What you need to know:
Share with a potential partner your likes, dislikes
Dating in today’s world is different, it is something not many of us acknowledge but see. As recently as 10 years ago, people met “organically” through mutual friends, at work, at school and some generic place like the library.
Cut to current times where almost everything happens online, we shop, we work, and we worship and communicate over the internet. So, some clever minds came up with the idea to create platforms where those that are single and looking for love can come and give brief descriptions of themselves in hopes of matching with the right one.
Over time, like all other forms of technology this has evolved. It has become less looking for the one and more looking for what can I get right now, can we go on a date tonight, do you want to get married or are you here solely for a sexual experiment/experience?
I feel like the younger generation (particularly millennial’s) are intentional with how they date and who they choose to date. This could be because of mistakes we have witnessed our parents and their generation make or possibly because we have been in the dating game long enough to have made several mistakes and know what does not work for us going forward.
This is why online dating is extremely appealing to us, we have the ability to open an app and specifically tell the person reading what we like, what we dislike, our expectations, and pet peeves. You name it.
You have the freedom to express it and send it along with a picture or two of yourself and in turn the other party has a decision to make. Has your “autobiography” appealed to them enough to want to make contact or are you completely wrong and they would rather keep looking?
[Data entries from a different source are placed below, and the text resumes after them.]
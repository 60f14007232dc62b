//! Pure Rust separation of repeating musical background from
//! non-repeating foreground.
//!
//! `repet` splits a mixture into two parts: the repeating accompaniment
//! (drum loops, chord patterns) and everything that does not repeat
//! (typically the voice). It estimates the repeating period from a beat
//! spectrum, models the repeating spectrogram with per-position medians,
//! and carves the background out with a binary time-frequency mask. The
//! foreground is the exact time-domain residual, so the two outputs
//! always sum back to the input.
//!
//! # Quick Start
//!
//! ```
//! use repet::{AudioSignal, SeparationParams};
//!
//! // 2 seconds of 440 Hz sine at 8 kHz
//! let samples: Vec<f32> = (0..16000)
//!     .map(|i| 0.5 * (2.0 * std::f32::consts::PI * 440.0 * i as f32 / 8000.0).sin())
//!     .collect();
//! let signal = AudioSignal::new(samples, 1, 8000, 16).unwrap();
//!
//! let result = repet::separate(&signal, &SeparationParams::default()).unwrap();
//! assert_eq!(result.background.num_frames(), signal.num_frames());
//! // background + foreground == input
//! ```
//!
//! # Files
//!
//! [`separate_file`] reads a `.wav` or `.mp3` mixture and writes
//! `name_1.ext` (background) and `name_2.ext` (foreground) next to it.

pub mod analysis;
pub mod core;
pub mod error;
pub mod io;
pub mod separation;

pub use analysis::artifact::AnalysisArtifact;
pub use core::types::{AudioSignal, Sample, Separation, SeparationParams};
pub use core::window::WindowType;
pub use error::RepetError;
pub use io::format::AudioFormat;

use std::path::Path;

/// Separates a mixture signal into repeating background and
/// non-repeating foreground.
///
/// One repeating period is estimated from the channel-averaged power
/// spectrogram and shared by all channels. See [`SeparationParams`] for
/// the tunable knobs.
///
/// # Errors
///
/// Returns [`RepetError::InvalidInput`] if the parameters are invalid or
/// the signal contains NaN or infinite samples.
///
/// # Example
///
/// ```
/// use repet::{AudioSignal, SeparationParams};
///
/// let samples: Vec<f32> = (0..16000)
///     .map(|i| 0.5 * (2.0 * std::f32::consts::PI * 440.0 * i as f32 / 8000.0).sin())
///     .collect();
/// let signal = AudioSignal::new(samples, 1, 8000, 16).unwrap();
/// let result = repet::separate(&signal, &SeparationParams::default()).unwrap();
/// for i in 0..signal.data.len() {
///     let sum = result.background.data[i] + result.foreground.data[i];
///     assert!((sum - signal.data[i]).abs() < 1e-4);
/// }
/// ```
pub fn separate(
    signal: &AudioSignal,
    params: &SeparationParams,
) -> Result<Separation, RepetError> {
    separation::pipeline::separate(signal, params)
}

/// Runs the analysis stages only, reporting the spectral layout, beat
/// spectrum, and selected repeating period without synthesizing audio.
///
/// The artifact can be serialized to JSON with
/// [`analysis::artifact::write_analysis_json`].
///
/// # Errors
///
/// Returns [`RepetError::InvalidInput`] for invalid parameters,
/// non-finite samples, or an empty signal.
pub fn analyze(
    signal: &AudioSignal,
    params: &SeparationParams,
) -> Result<AnalysisArtifact, RepetError> {
    separation::pipeline::analyze(signal, params)
}

/// Separates an audio file and writes both outputs next to it.
///
/// The format is chosen by the input's extension (`.wav` or `.mp3`,
/// case-sensitive); the outputs use the same format. For an input
/// `mix.wav` this writes `mix_1.wav` (background) and `mix_2.wav`
/// (foreground). Returns the separation so callers can inspect it.
///
/// # Errors
///
/// Returns [`RepetError::UnsupportedFormat`] for an unrecognized
/// extension, [`RepetError::Decode`] / [`RepetError::Encode`] for codec
/// failures, and [`RepetError::Io`] for filesystem failures.
pub fn separate_file(
    input_path: &Path,
    params: &SeparationParams,
) -> Result<Separation, RepetError> {
    let format = AudioFormat::from_path(input_path)?;
    let signal = format.decode_file(input_path)?;
    let result = separate(&signal, params)?;
    io::format::write_separation(input_path, &result)?;
    Ok(result)
}

#[cfg(test)]
mod tests {
    use super::*;

    // Compile-time assertions that key public types are Send + Sync,
    // so separations can run on worker threads.
    const _: () = {
        fn assert_send_sync<T: Send + Sync>() {}
        fn check() {
            assert_send_sync::<AudioSignal>();
            assert_send_sync::<SeparationParams>();
            assert_send_sync::<Separation>();
            assert_send_sync::<AnalysisArtifact>();
            assert_send_sync::<RepetError>();
        }
        let _ = check;
    };

    fn tone(freq: f32, sample_rate: u32, num_samples: usize) -> Vec<f32> {
        (0..num_samples)
            .map(|i| 0.5 * (2.0 * std::f32::consts::PI * freq * i as f32 / sample_rate as f32).sin())
            .collect()
    }

    #[test]
    fn test_separate_reexport_matches_pipeline() {
        let signal = AudioSignal::new(tone(440.0, 8192, 8192), 1, 8192, 16).unwrap();
        let result = separate(&signal, &SeparationParams::default()).unwrap();
        assert_eq!(result.background.num_frames(), signal.num_frames());
    }

    #[test]
    fn test_separate_file_wav_roundtrip() {
        let sample_rate = 8192;
        let signal =
            AudioSignal::new(tone(440.0, sample_rate, 16384), 1, sample_rate, 16).unwrap();
        let dir = std::env::temp_dir();
        let in_path = dir.join("repet_lib_test_mix.wav");
        std::fs::write(&in_path, io::wav::write_wav(&signal).unwrap()).unwrap();

        let result = separate_file(&in_path, &SeparationParams::default()).unwrap();
        assert_eq!(result.background.sample_rate, sample_rate);

        let bg_path = dir.join("repet_lib_test_mix_1.wav");
        let fg_path = dir.join("repet_lib_test_mix_2.wav");
        let bg = io::wav::read_wav(&std::fs::read(&bg_path).unwrap()).unwrap();
        let fg = io::wav::read_wav(&std::fs::read(&fg_path).unwrap()).unwrap();
        assert_eq!(bg.num_frames(), signal.num_frames());
        assert_eq!(fg.num_frames(), signal.num_frames());

        let _ = std::fs::remove_file(&in_path);
        let _ = std::fs::remove_file(&bg_path);
        let _ = std::fs::remove_file(&fg_path);
    }

    #[test]
    fn test_separate_file_rejects_unknown_extension() {
        let err = separate_file(Path::new("mix.flac"), &SeparationParams::default()).unwrap_err();
        assert!(matches!(err, RepetError::UnsupportedFormat(_)));
    }

    #[test]
    fn test_separate_file_missing_input() {
        let err = separate_file(
            Path::new("/nonexistent/path/mix.wav"),
            &SeparationParams::default(),
        )
        .unwrap_err();
        assert!(matches!(err, RepetError::Io(_)));
    }
}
Now, I am well aware that people are not always going to represent themselves in the most accurate manner. So, do not turn the page yet thinking I am spewing utter rubbish. Of course there is always that person that misrepresents themselves, that spruces their profile to make themselves seem more interesting than they actually are, or write about their hobbies and activities in the most colourful manner and have you thinking you are the dullest person on earth. Yes, those people exist on these online dating apps and websites.
But would it not be refreshing to read a profile and find the description of a human being similar to that you have been wishing on a star (or whatever else you believe in) for? Yes these people are around us but no one walks around with banners stating “I love dogs” “has commitment issues” “loves to travel” and the only way you would find these out is by initiating conversation, which is easier said than done.
I feel like dating apps and websites create opportunity for these conversations to happen. Also, a person has access to far more potential partners online than they would at the workplace, in their neighbourhood and circle of friends (If you are dating in Kampala you know this rings true).
So, why not try it? Why not open that app and swipe right and left and go on as many dates as possible and experience and learn new things about people and quite possibly about yourself as opposed to living a limiting life?
I know, particularly in Kampala dating apps come with a lot of stigma. What if my family hears about it? What if my friends see me on it? And then of course there are the people calling you out to judge you for your choice to try and meet people online because they think it is low and beneath them. Ignore them anyway and download it
Unlike those friends and acquaintances you are not destined for a life of repetitive dating mistakes, settling for wrong matches or arranged unions. So, get out there and live. Chat those people up and arrange to meet.
At the very least, you will come out of it with a new friend and there is absolutely no harm in that. Of course, take all the necessary measures by doing a social media inspection, insisting on meeting in a public and vibrant place (unless your plans require otherwise) and just be aware of your surroundings but go forth and enjoy dating in the new normal.